- [What is expected]
Each line of the records below that holds "Option" should be copied out.

(Stored entries)
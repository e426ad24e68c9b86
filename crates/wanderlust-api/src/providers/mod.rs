//! Third-party travel providers.
//!
//! Flight offers come from Amadeus and hotel availability from Hotelbeds.
//! Handlers only see the [`FlightProvider`] and [`HotelProvider`] traits, so
//! tests can install fakes and a server without credentials installs
//! [`UnconfiguredProvider`].

pub mod amadeus;
pub mod hotelbeds;
pub mod token_cache;

use async_trait::async_trait;
use thiserror::Error;

pub use amadeus::{AmadeusClient, AmadeusConfig};
pub use hotelbeds::{HotelbedsClient, HotelbedsConfig};
pub use token_cache::{FetchedToken, TokenCache};

/// Errors talking to an external provider.
#[derive(Debug, Error)]
pub enum ProviderError {
    #[error("HTTP request failed: {0}")]
    Http(#[from] reqwest::Error),

    #[error("Provider API error ({status}): {message}")]
    Api { status: u16, message: String },

    #[error("Authentication with {0} failed")]
    Auth(&'static str),

    #[error("{0} is not configured")]
    Unconfigured(&'static str),

    #[error("Configuration error: {0}")]
    Config(String),
}

impl ProviderError {
    /// Map a non-success response to [`ProviderError::Api`].
    pub(crate) fn check_status(resp: &reqwest::Response) -> Result<(), Self> {
        let status = resp.status();
        if !status.is_success() {
            return Err(Self::Api {
                status: status.as_u16(),
                message: status.canonical_reason().unwrap_or("Unknown").into(),
            });
        }
        Ok(())
    }
}

/// A one-way flight offer search.
#[derive(Debug, Clone, PartialEq, Eq)]
pub struct FlightQuery {
    pub origin: String,
    pub destination: String,
    pub date: String,
    /// Restrict offers to these IATA airline codes (comma separated).
    pub airline: Option<String>,
}

/// A hotel availability search for one destination.
#[derive(Debug, Clone, PartialEq, Eq)]
pub struct HotelQuery {
    pub destination_code: String,
    pub check_in: Option<String>,
    pub check_out: Option<String>,
    pub adults: u32,
    pub children: u32,
    pub rooms: u32,
}

#[async_trait]
pub trait FlightProvider: Send + Sync {
    /// Search flight offers. The provider's response body is returned as-is.
    async fn search_flights(&self, query: &FlightQuery) -> Result<serde_json::Value, ProviderError>;
}

#[async_trait]
pub trait HotelProvider: Send + Sync {
    /// Search available hotels, each carrying an `images` array.
    ///
    /// An empty vector means the provider answered with no hotels.
    async fn search_hotels(
        &self,
        query: &HotelQuery,
    ) -> Result<Vec<serde_json::Value>, ProviderError>;
}

/// Stand-in for a provider whose credentials were not supplied.
#[derive(Debug, Clone, Copy)]
pub struct UnconfiguredProvider {
    name: &'static str,
}

impl UnconfiguredProvider {
    pub const fn new(name: &'static str) -> Self {
        Self { name }
    }
}

#[async_trait]
impl FlightProvider for UnconfiguredProvider {
    async fn search_flights(&self, _query: &FlightQuery) -> Result<serde_json::Value, ProviderError> {
        Err(ProviderError::Unconfigured(self.name))
    }
}

#[async_trait]
impl HotelProvider for UnconfiguredProvider {
    async fn search_hotels(
        &self,
        _query: &HotelQuery,
    ) -> Result<Vec<serde_json::Value>, ProviderError> {
        Err(ProviderError::Unconfigured(self.name))
    }
}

- [Written solution]
    pub airline: Option<String>,
    pub check_in: Option<String>,
    pub check_out: Option<String>,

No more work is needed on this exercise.